As such, our mini SUs study tour to Portugal this year was hugely instructive – not necessarily because we saw lots of new things (although Praxe, ribbons and the Burning of the Rooster were all fascinating), but because the way the hugely impressive system of student representation and activities suggests a set of scaffolds and practices that provide answers to some of the trickiest questions – all in a context of relatively similar student hardship and economic precarity.

The cone of involvement

In Portugal, our guess is that student volunteering works partly because participation isn’t presented as an all-or-nothing proposition. Instead, what we saw what we might call a “cone of involvement” – a graduated pathway that begins with small, manageable commitments before expanding into deeper engagement.

When we asked all the volunteers we met for their origin stories, their entry points were all deliberately accessible – designed to be so narrow and unintimidating that almost anyone can step through. At one visit, we heard how a casual conversation with a housemate had led to helping with a single project – at another, an open call for “collaborators” had seen someone assist with basic logistics for an event. Initial touchpoints required minimal commitment but provide an essential first experience of contribution.

Students described how their involvement gradually expanded as their confidence grew. One student explained how they’d first attended a workshop organized by AEFCT’s Área de Formação e Empregabilidade (the SU’s careers committee), then volunteered to help at the next one, and eventually joined the planning committee.

Another described starting as part of a “BioBuddies” mentoring program before taking on progressively larger roles within their academic nucleus. That pattern of incremental responsibility appeared consistently across institutions – allowing students to test their capabilities in low-stakes environments before tackling more challenging positions.

The social scaffolding around this progression is interesting. Rather than being expected to navigate the volunteering landscape alone, students benefit from intentional peer guidance. At ISCTE, for example, the dedicated room for academic societies (núcleos) creates a physical space which allows those leading them to hang out, work and exchange ideas. The ongoing proximity to more experienced peers provides both practical support and aspirational modeling.

Similarly, when AAISEC Lisboa’s mission statement describes promoting “educational and integration activities,” it’s acknowledging the essential role of community in nurturing volunteer engagement – each step up the cone feels less daunting when others are taking it alongside you.

The transformation from passive participant to active volunteer to student leader happens through what we might call a “show, then do” approach – students first experience activities as beneficiaries, then contribute in small ways, and eventually take ownership. That’s in contrast to the UK model where volunteer roles often come pre-packaged with substantial responsibility and job descriptions or “volunteer profiles”, creating a barrier to entry that many students understandably find too high to surmount.

What was also clear was how deeply Portugal’s model of student volunteering is intertwined with social connection and emotional fulfillment. The most successful volunteer initiatives we encountered weren’t framed primarily as CV-building opportunities or abstract civic duties, but as pathways to friendship and belonging.
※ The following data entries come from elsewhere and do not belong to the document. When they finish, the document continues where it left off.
use std::time::Duration;

use duration_str::deserialize_option_duration;
use serde::{Deserialize, Serialize};
use serde_json::Value;
use url::Url;

use crate::error::ConfigError;
use crate::geopoint::COORDINATE_SCALE;
use crate::types::{is_sql_identifier, DistanceUnit};

/// Geocoding endpoint used when the configuration names none.
pub const DEFAULT_BASE_URL: &str = "http://maps.google.com/maps/geo";

/// Largest column length (total digits) a coordinate column may declare.
pub const MAX_COLUMN_LENGTH: u32 = 38;

/// Upper bound for a single geocoding request unless configured otherwise.
pub const DEFAULT_TIMEOUT: Duration = Duration::from_secs(5);

/// Definition of one coordinate column as it is registered with the host schema.
#[derive(Debug, Serialize, Deserialize, Clone, PartialEq, Eq)]
pub struct ColumnDefinition {
    pub name: String,
    #[serde(rename = "type")]
    pub column_type: String,
    pub length: u32,
    pub scale: u32,
    pub alias: Option<String>,
}

impl ColumnDefinition {
    /// A `double(16, 10)` column without alias.
    pub fn double(name: impl Into<String>) -> Self {
        ColumnDefinition {
            name: name.into(),
            column_type: "double".to_string(),
            length: 16,
            scale: COORDINATE_SCALE,
            alias: None,
        }
    }

    /// The column declaration handed to the schema registry: `name` or `name as alias`.
    pub fn declaration(&self) -> String {
        match &self.alias {
            Some(alias) => format!("{} as {}", self.name, alias),
            None => self.name.clone(),
        }
    }

    fn validate(&self, context: &'static str) -> Result<(), ConfigError> {
        let names = std::iter::once(&self.name).chain(self.alias.as_ref());
        for value in names {
            if !is_sql_identifier(value) {
                return Err(ConfigError::InvalidIdentifier {
                    context,
                    value: value.clone(),
                });
            }
        }
        if self.length == 0 || self.length > MAX_COLUMN_LENGTH || self.scale > self.length {
            return Err(ConfigError::InvalidPrecision {
                context,
                length: self.length,
                scale: self.scale,
            });
        }
        Ok(())
    }
}

/// The latitude/longitude column pair added to a geolocatable entity.
#[derive(Debug, Serialize, Deserialize, Clone, PartialEq, Eq)]
pub struct Columns {
    pub latitude: ColumnDefinition,
    pub longitude: ColumnDefinition,
}

impl Default for Columns {
    fn default() -> Self {
        Columns {
            latitude: ColumnDefinition::double("latitude"),
            longitude: ColumnDefinition::double("longitude"),
        }
    }
}

/// Configuration of the geolocatable behavior. Immutable once constructed.
#[derive(Debug, Clone, PartialEq)]
pub struct GeoQueryConfig {
    fields: Vec<String>,
    distance_unit: DistanceUnit,
    base_url: Url,
    timeout: Duration,
    columns: Columns,
    validate_ranges: bool,
}

impl GeoQueryConfig {
    /// Creates a configuration geocoding the given entity fields, in order, with all
    /// other options at their defaults.
    ///
    /// # Errors
    /// [`ConfigError::MissingFields`] if `fields` is empty.
    pub fn new<I, S>(fields: I) -> Result<Self, ConfigError>
    where
        I: IntoIterator<Item = S>,
        S: Into<String>,
    {
        let fields: Vec<String> = fields.into_iter().map(Into::into).collect();
        check_fields(&fields)?;

        Ok(GeoQueryConfig {
            fields,
            distance_unit: DistanceUnit::default(),
            base_url: parse_base_url(DEFAULT_BASE_URL)?,
            timeout: DEFAULT_TIMEOUT,
            columns: Columns::default(),
            validate_ranges: false,
        })
    }

    pub fn with_distance_unit(mut self, unit: DistanceUnit) -> Self {
        self.distance_unit = unit;
        self
    }

    pub fn with_base_url(mut self, base_url: &str) -> Result<Self, ConfigError> {
        self.base_url = parse_base_url(base_url)?;
        Ok(self)
    }

    pub fn with_timeout(mut self, timeout: Duration) -> Result<Self, ConfigError> {
        if timeout.is_zero() {
            return Err(ConfigError::InvalidTimeout(
                "timeout must be greater than zero".to_string(),
            ));
        }
        self.timeout = timeout;
        Ok(self)
    }

    pub fn with_columns(mut self, columns: Columns) -> Result<Self, ConfigError> {
        columns.latitude.validate("latitude column")?;
        columns.longitude.validate("longitude column")?;
        self.columns = columns;
        Ok(self)
    }

    /// Rejects resolved points outside the valid coordinate ranges instead of
    /// passing them through unchecked.
    pub fn with_range_validation(mut self, enabled: bool) -> Self {
        self.validate_ranges = enabled;
        self
    }

    /// Builds a configuration from JSON. Only `fields` is required; every other key,
    /// including each attribute of a column, falls back to its default when absent.
    ///
    /// ```
    /// use geolocatable::{DistanceUnit, GeoQueryConfig};
    ///
    /// let config = GeoQueryConfig::from_json(
    ///     r#"{ "fields": ["city", "state"], "distance_unit": "kilometers", "timeout": "2s" }"#,
    /// )
    /// .unwrap();
    /// assert_eq!(config.distance_unit(), DistanceUnit::Kilometers);
    /// assert_eq!(config.columns().latitude.name, "latitude");
    /// ```
    pub fn from_json(json: &str) -> Result<Self, ConfigError> {
        let raw: RawConfig = serde_json::from_str(json)?;
        raw.into_config()
    }

    pub fn from_value(value: Value) -> Result<Self, ConfigError> {
        let raw: RawConfig = serde_json::from_value(value)?;
        raw.into_config()
    }

    pub fn fields(&self) -> &[String] {
        &self.fields
    }

    pub fn distance_unit(&self) -> DistanceUnit {
        self.distance_unit
    }

    pub fn base_url(&self) -> &Url {
        &self.base_url
    }

    pub fn timeout(&self) -> Duration {
        self.timeout
    }

    pub fn columns(&self) -> &Columns {
        &self.columns
    }

    pub fn validates_ranges(&self) -> bool {
        self.validate_ranges
    }
}

fn check_fields(fields: &[String]) -> Result<(), ConfigError> {
    if fields.iter().all(|f| f.trim().is_empty()) {
        return Err(ConfigError::MissingFields);
    }
    Ok(())
}

fn parse_base_url(base_url: &str) -> Result<Url, ConfigError> {
    let url = Url::parse(base_url).map_err(|source| ConfigError::InvalidBaseUrl {
        url: base_url.to_string(),
        source,
    })?;
    if url.cannot_be_a_base() {
        return Err(ConfigError::CannotBeABase(base_url.to_string()));
    }
    Ok(url)
}

#[derive(Deserialize)]
#[serde(deny_unknown_fields)]
struct RawConfig {
    #[serde(default)]
    fields: Vec<String>,
    distance_unit: Option<DistanceUnit>,
    base_url: Option<String>,
    #[serde(default, deserialize_with = "deserialize_option_duration")]
    timeout: Option<Duration>,
    columns: Option<RawColumns>,
    validate_ranges: Option<bool>,
}

#[derive(Deserialize)]
#[serde(deny_unknown_fields)]
struct RawColumns {
    latitude: Option<RawColumn>,
    longitude: Option<RawColumn>,
}

#[derive(Deserialize)]
#[serde(deny_unknown_fields)]
struct RawColumn {
    name: Option<String>,
    #[serde(rename = "type")]
    column_type: Option<String>,
    length: Option<u32>,
    scale: Option<u32>,
    alias: Option<String>,
}

impl RawColumn {
    fn merge_into(self, mut column: ColumnDefinition) -> ColumnDefinition {
        if let Some(name) = self.name {
            column.name = name;
        }
        if let Some(column_type) = self.column_type {
            column.column_type = column_type;
        }
        if let Some(length) = self.length {
            column.length = length;
        }
        if let Some(scale) = self.scale {
            column.scale = scale;
        }
        if self.alias.is_some() {
            column.alias = self.alias;
        }
        column
    }
}

impl RawConfig {
    fn into_config(self) -> Result<GeoQueryConfig, ConfigError> {
        let mut config = GeoQueryConfig::new(self.fields)?
            .with_range_validation(self.validate_ranges.unwrap_or(false));

        if let Some(unit) = self.distance_unit {
            config = config.with_distance_unit(unit);
        }
        if let Some(base_url) = self.base_url {
            config = config.with_base_url(&base_url)?;
        }
        if let Some(timeout) = self.timeout {
            config = config.with_timeout(timeout)?;
        }
        if let Some(raw) = self.columns {
            let mut columns = Columns::default();
            if let Some(lat) = raw.latitude {
                columns.latitude = lat.merge_into(columns.latitude);
            }
            if let Some(lng) = raw.longitude {
                columns.longitude = lng.merge_into(columns.longitude);
            }
            config = config.with_columns(columns)?;
        }

        log::debug!(
            "Geolocatable config: fields={:?}, unit={}, base_url={}, timeout={:?}",
            config.fields,
            config.distance_unit,
            config.base_url,
            config.timeout
        );
        Ok(config)
    }
}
Most of the academic societies we saw run group social mentoring schemes of the sort we’ve talked about a lot on the site – explicitly designed to create personal connections between students immediately, but then linked to the academic society and any other agendas it might have. The connections aren’t incidental to the volunteering process – they’re central to its appeal and sustainability. Students repeatedly told us they initially got involved not because they felt a burning desire to represent their peers, but because they wanted to be where their friends were, doing things that mattered together.

Rewards

In some countries volunteers or committee members are paid, and in some (including in parts of Portugal) engagement (or at least the learning from it) is rewarded with ECTS credit – which helps students find the time to get involved too.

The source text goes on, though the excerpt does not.